Politique migratoire : aux États-Unis, les centres de détention font l'objet de nombreuses controverses

Donald Trump promet des expulsions à grande échelle des immigrés sans-papiers, mais les infrastructures de détention risquent d’être insuffisantes. Aux États-Unis, la majorité des centres de rétention sont privés, une situation qui pose des enjeux logistiques et éthiques.

Article rédigé par Loïc Pialat
Radio France
Publié Mis à jour
Temps de lecture : 4min
Centre de détention CoreCivic Otay Mesa à San Diego, en Californie (États-Unis), le 7 février 2025. (CARLOS MORENO / ANADOLU via AFP)
Centre de détention CoreCivic Otay Mesa à San Diego, en Californie (États-Unis), le 7 février 2025. (CARLOS MORENO / ANADOLU via AFP)

Donald Trump a fait campagne sur des expulsions massives d’immigrés sans-papiers, pouvant atteindre jusqu’à un million de personnes par an.

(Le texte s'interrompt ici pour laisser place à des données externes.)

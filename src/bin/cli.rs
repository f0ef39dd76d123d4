use anyhow::Context;
use chrono::{NaiveDate, Utc};
use clap::{Parser, Subcommand};
use std::io::Read;
use std::path::{Path, PathBuf};

use podium_engine::{
    InferenceOptions, InferenceRequest, Leaderboard, LeaderboardData, LeaderboardMode, Player,
    RankEngine, ScoringConfig, Submission,
};

#[derive(Parser)]
#[command(name = "podium")]
#[command(about = "Podium leaderboard engine CLI", long_about = None)]
struct Cli {
    #[command(subcommand)]
    command: Commands,
}

#[derive(Subcommand)]
enum Commands {
    /// Infer the top three from OCR text
    Rank {
        /// Roster JSON file ([{"id": 1, "name": "Sam Lee"}, ...])
        #[arg(short, long)]
        roster: PathBuf,

        /// OCR text file (reads stdin when omitted)
        #[arg(short, long)]
        text: Option<PathBuf>,

        /// Player id of whoever uploaded the screenshot
        #[arg(short, long)]
        uploader: Option<String>,

        /// Podium slots to fill
        #[arg(short, long, default_value = "3")]
        max_ranks: usize,

        /// Print JSON instead of a table
        #[arg(long)]
        json: bool,
    },

    /// Turn a submission into scored placement rows
    Placements {
        /// Submission JSON file
        #[arg(short, long)]
        submission: PathBuf,

        #[arg(long, default_value = "3")]
        rank1_points: u32,

        #[arg(long, default_value = "2")]
        rank2_points: u32,

        #[arg(long, default_value = "1")]
        rank3_points: u32,

        #[arg(long, default_value = "1")]
        flawless_bonus: u32,
    },

    /// Show standings
    Leaderboard {
        /// Leaderboard snapshot JSON file
        #[arg(short, long)]
        data: PathBuf,

        /// overall, analytical, language or daily
        #[arg(short, long, default_value = "overall")]
        mode: LeaderboardMode,

        /// Show a single game instead of a mode
        #[arg(short, long)]
        game: Option<String>,

        /// Override today's date (YYYY-MM-DD)
        #[arg(long)]
        today: Option<NaiveDate>,
    },

    /// Show highlight cards
    Highlights {
        /// Leaderboard snapshot JSON file
        #[arg(short, long)]
        data: PathBuf,

        /// Override today's date (YYYY-MM-DD)
        #[arg(long)]
        today: Option<NaiveDate>,
    },
}

fn read_json<T: serde::de::DeserializeOwned>(path: &Path) -> anyhow::Result<T> {
    let raw = std::fs::read_to_string(path).with_context(|| format!("reading {}", path.display()))?;
    serde_json::from_str(&raw).with_context(|| format!("parsing {}", path.display()))
}

fn main() -> anyhow::Result<()> {
    // Initialize tracing
    tracing_subscriber::fmt()
        .with_env_filter(
            tracing_subscriber::EnvFilter::try_from_default_env()
                .unwrap_or_else(|_| "podium_engine=warn".into()),
        )
        .with_writer(std::io::stderr)
        .init();

    let cli = Cli::parse();

    match cli.command {
        Commands::Rank { roster, text, uploader, max_ranks, json } => {
            let roster: Vec<Player> = read_json(&roster)?;

            let text = match text {
                Some(path) => std::fs::read_to_string(&path)
                    .with_context(|| format!("reading {}", path.display()))?,
                None => {
                    let mut buf = String::new();
                    std::io::stdin().read_to_string(&mut buf)?;
                    buf
                }
            };

            let engine = RankEngine::new(InferenceOptions { max_ranks });
            let result = engine.infer(&InferenceRequest {
                roster,
                text: Some(text),
                uploader_id: uploader.map(Into::into),
            });

            if json {
                println!("{}", serde_json::to_string_pretty(&result)?);
            } else if result.is_empty() {
                println!("🤷 No players recognized");
            } else {
                println!("🏆 Inferred podium:");
                for (i, player) in result.players.iter().enumerate() {
                    println!("   {}. {} ({})", i + 1, player.name, player.id);
                }
            }
        }

        Commands::Placements {
            submission,
            rank1_points,
            rank2_points,
            rank3_points,
            flawless_bonus,
        } => {
            let submission: Submission = read_json(&submission)?;
            let scoring = ScoringConfig {
                rank_points: [rank1_points, rank2_points, rank3_points],
                flawless_bonus,
            };

            let rows = submission.placements(&scoring);
            println!("{}", serde_json::to_string_pretty(&rows)?);
        }

        Commands::Leaderboard { data, mode, game, today } => {
            let board = Leaderboard::new(LeaderboardData::from_json_file(&data)?);
            let today = today.unwrap_or_else(|| Utc::now().date_naive());

            let rows = match &game {
                Some(game_id) => {
                    println!("🎮 {}", game_id);
                    board.game_standings(game_id)?
                }
                None => {
                    println!("📊 {}", mode.description());
                    board.standings(mode, today)
                }
            };

            if rows.is_empty() {
                println!("   No results yet for this view.");
            }
            for (i, row) in rows.iter().enumerate() {
                println!("   {:>2}. {:<20} {:>4}", i + 1, row.player.name, row.points);
            }
        }

        Commands::Highlights { data, today } => {
            let board = Leaderboard::new(LeaderboardData::from_json_file(&data)?);
            let today = today.unwrap_or_else(|| Utc::now().date_naive());

            let cards = board.highlights(today);
            if cards.is_empty() {
                println!(
                    "No highlights yet. Play some games and submit results to unlock the banter."
                );
            }
            for card in cards {
                println!("{}\n   {}", card.title(), card.text());
            }
        }
    }

    Ok(())
}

Pour détenir ces personnes avant leur expulsion, son administration a besoin d’infrastructures adaptées. Or, aux États-Unis, la majorité des centres de rétention administrative – appelés centres de détention – sont privés.

Il est important de rappeler que ces centres ne sont pas une invention de Donald Trump. Les démocrates les ont également utilisés sous Barack Obama et Joe Biden. D’ailleurs, sous Biden, 90 % des personnes détenues par ICE – l’agence en charge de retrouver et d’expulser les sans-papiers – attendaient leur expulsion dans un centre de détention privé. Cela représentait 10 % de plus que lors du premier mandat de Trump.

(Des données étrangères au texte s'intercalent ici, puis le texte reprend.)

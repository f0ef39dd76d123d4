use thiserror::Error;

/// Main error type for the podium engine
#[derive(Error, Debug)]
pub enum PodiumError {
    /// Filesystem errors while loading snapshots
    #[error("I/O error: {0}")]
    Io(#[from] std::io::Error),

    /// JSON serialization errors
    #[error("JSON error: {0}")]
    Json(#[from] serde_json::Error),

    /// Rank outside 1..=3
    #[error("Invalid rank: {0} (expected 1, 2 or 3)")]
    InvalidRank(u8),

    /// Game id not present in the leaderboard snapshot
    #[error("Unknown game: {0}")]
    UnknownGame(String),

    /// Malformed caller input (dates, ids, ...)
    #[error("Invalid input: {0}")]
    InvalidInput(String),

    /// Generic errors
    #[error("{0}")]
    Other(String),
}

impl From<String> for PodiumError {
    fn from(s: String) -> Self {
        PodiumError::Other(s)
    }
}

impl From<&str> for PodiumError {
    fn from(s: &str) -> Self {
        PodiumError::Other(s.to_string())
    }
}

/// Result type alias
pub type Result<T> = std::result::Result<T, PodiumError>;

À la fin du mandat de Biden, marqué par une sévérité accrue en matière d’immigration, on comptait environ 39 000 personnes détenues chaque jour. Aujourd’hui, sous Trump, ce chiffre dépasse légèrement les 40 000, soit le nombre maximum de places disponibles dans la centaine de centres – privés ou non – du pays.

Des infrastructures insuffisantes et des alternatives contestées

Toutefois, ces capacités ne suffisent pas aux ambitions de Donald Trump. Sans-papiers ou non, les personnes interpellées disposent de droits et doivent voir leur dossier examiné par un juge, un processus qui peut prendre du temps. En attendant, elles restent sous la garde des autorités, dont les capacités sont limitées par le nombre de places disponibles.

Pour faire face à ce problème, CoreCivic, l’un des acteurs majeurs du secteur, prévoit d’ajouter des centaines de lits dans ses prisons du Mississippi, de l’Ohio, de l’Oklahoma et du Nevada. Mais ces aménagements prendront du temps. En parallèle, l’administration Trump négocie avec d’autres pays, comme le Costa Rica et le Panama, pour qu’ils accueillent temporairement ces sans-papiers en attendant leur expulsion.

Autre option plus radicale : invoquer une loi obscure de 1798 pour expulser en urgence les immigrés jugés dangereux. C’est précisément ce qu’il s’est passé ce week-end, avec quelque 250 Vénézuéliens, membres d’un gang selon Washington, envoyés vers le Salvador. La Maison Blanche a d’ailleurs ignoré la décision d’un juge qui s’opposait à l’utilisation de cette loi en temps de paix.

Des conditions de détention dénoncées

Les centres privés sont au cœur de nombreuses controverses. Le National Immigrant Justice Center dénonce des conditions inhumaines, des négligences médicales, l’abus de l’isolement et des actes de racisme. En 2021, un centre a été fermé après des révélations sur des hystérectomies pratiquées de manière abusive.

Dans un centre de GEO, autre acteur majeur du secteur, un homme est mort après avoir passé 811 jours en isolement. En 2024, dix personnes sont décédées dans ces centres, dont neuf dans des établissements privés. Dans la majorité des cas, ces décès auraient pu être évités.

Ces entreprises, dont l’objectif principal est le profit, bénéficient de contrats avec l’État qui représentaient 3 milliards de dollars en 2023. Le marché semble d’ailleurs réagir à la politique de l’administration Trump : après son élection, la valeur des actions de ces entreprises a grimpé, signe que le secteur pourrait profiter de l’intensification des expulsions.